Once in Warsaw, taking the name of Tylman Gamerski, he soon became a rising star at court. For his first ten years there, he served as an artillery officer, designing fortifications. From 1670 on, he won fame as a court architect of palaces such as the Pałac Czartoryskich, gardens, country houses, monasteries and churches in and around Warsaw, designing (among others) churches of the Holy Ghost, St. Casimir, and St. Boniface. His designs are known as pearls of the Polish baroque and show Italian and Dutch influences. One of the leading examples of his achievements is the Church of St. Anne (Kolegiata św. Anny) in the historic centre of Kraków, modelled on Sant'Andrea della Valle in Rome. In 1676 the artist was appointed Golden Spur Knight, which allowed him to become a member of the Commonwealth society and marry Anna Komorowska. In 1685 he was formally acknowledge by the Sejm as a Polish nobleman.
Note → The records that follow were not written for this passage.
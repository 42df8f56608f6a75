use crate::math::TOLERANCE;

/// Parameters of the fallback geometry estimation of a structure set.
#[derive(Debug, Clone)]
pub struct EstimationParams {
    /// Buckets per spherical angle in the orientation histogram.
    pub angle_buckets: usize,
    /// Buckets of the inter-slice gap histogram.
    pub spacing_buckets: usize,
    /// Maximum distance of a point from the plane of its polygon.
    pub coplanarity_tolerance: f64,
    /// Spacing used when fewer than two distinct slices are found.
    pub default_spacing: f64,
}

impl Default for EstimationParams {
    fn default() -> Self {
        Self {
            angle_buckets: 9,
            spacing_buckets: 16,
            coplanarity_tolerance: TOLERANCE,
            default_spacing: 1.0,
        }
    }
}
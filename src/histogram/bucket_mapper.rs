use crate::error::{RangeError, Result};

/// Maps values of a closed range `[min, max]` onto `count` equal-width buckets.
#[derive(Debug, Clone, PartialEq)]
pub struct BucketMapper {
    min: f64,
    max: f64,
    count: usize,
}

impl BucketMapper {
    /// # Errors
    ///
    /// Returns `RangeError::InvalidRange` if `min >= max` or `count == 0`.
    pub fn new(min: f64, max: f64, count: usize) -> Result<Self> {
        if min.is_nan() || max.is_nan() || min >= max || count == 0 {
            return Err(RangeError::InvalidRange {
                min,
                max,
                buckets: count,
            }
            .into());
        }
        Ok(Self { min, max, count })
    }

    /// Number of buckets.
    #[must_use]
    pub fn size(&self) -> usize {
        self.count
    }

    #[must_use]
    pub fn min(&self) -> f64 {
        self.min
    }

    #[must_use]
    pub fn max(&self) -> f64 {
        self.max
    }

    /// Lower bound of bucket `i` (inclusive).
    ///
    /// # Errors
    ///
    /// Returns `RangeError::IndexOutOfBounds` if `i` is not a bucket index.
    pub fn bucket_low(&self, i: usize) -> Result<f64> {
        self.check_index(i)?;
        Ok(self.interpolate(i, 0.0))
    }

    /// Upper bound of bucket `i` (exclusive, except for the last bucket).
    ///
    /// # Errors
    ///
    /// Returns `RangeError::IndexOutOfBounds` if `i` is not a bucket index.
    pub fn bucket_high(&self, i: usize) -> Result<f64> {
        self.check_index(i)?;
        Ok(self.interpolate(i, 1.0))
    }

    /// Middle of bucket `i`.
    ///
    /// # Errors
    ///
    /// Returns `RangeError::IndexOutOfBounds` if `i` is not a bucket index.
    pub fn bucket_center(&self, i: usize) -> Result<f64> {
        self.check_index(i)?;
        Ok(self.interpolate(i, 0.5))
    }

    /// Index of the bucket containing `value`.
    ///
    /// Consistent with the bucket bounds: `bucket_low(i) <= value <
    /// bucket_high(i)`, except for `max` itself, which belongs to the last
    /// bucket.
    ///
    /// # Errors
    ///
    /// Returns `RangeError::ValueOutOfRange` if `value` is outside `[min, max]`.
    pub fn bucket_index(&self, value: f64) -> Result<usize> {
        if value.is_nan() || value < self.min || value > self.max {
            return Err(RangeError::ValueOutOfRange {
                value,
                min: self.min,
                max: self.max,
            }
            .into());
        }

        #[allow(clippy::cast_precision_loss)]
        let scaled = (value - self.min) / (self.max - self.min) * self.count as f64;

        #[allow(clippy::cast_possible_truncation, clippy::cast_sign_loss)]
        let mut bucket = (scaled.floor() as usize).min(self.count - 1);

        // The scaled floor may land one bucket off the interpolated bounds.
        if bucket > 0 && value < self.interpolate(bucket, 0.0) {
            bucket -= 1;
        } else if bucket + 1 < self.count && value >= self.interpolate(bucket + 1, 0.0) {
            bucket += 1;
        }

        Ok(bucket)
    }

    fn check_index(&self, i: usize) -> Result<()> {
        if i >= self.count {
            return Err(RangeError::IndexOutOfBounds {
                index: i,
                size: self.count,
            }
            .into());
        }
        Ok(())
    }

    #[allow(clippy::cast_precision_loss)]
    fn interpolate(&self, i: usize, offset: f64) -> f64 {
        let alpha = (i as f64 + offset) / self.count as f64;
        (1.0 - alpha) * self.min + alpha * self.max
    }
}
Tylman acted as chief architect to Michał Korybut Wiśniowiecki, and John III Sobieski, and his works include the Gniński and Paca-Radziwiłł Palaces. He also completed the Krasiński Palace, begun in 1682 by Giuseppe Bellotti, whose sculptures were executed by Andreas Schlüter. Van Gameren left behind more than 70 grand buildings, a collection of 118 books and some 1,000 drawings.

Most of his sketches, drafts and detailed plans have been preserved and show exceptional artistic quality, though 200 of them were lost in World War II. A unique on the European scale archive of Tylman van Gameren's work, at the University of Warsaw Library, include over 800 original design drawings of ecclesiastical buildings (including the Sisters of the Holy Sacrament Church and the Bernardine Church in Czerniaków district), epitaphs, tombstones, palaces (i.e. Krasiński Palace), villas, manor houses, public service buildings and fortifications.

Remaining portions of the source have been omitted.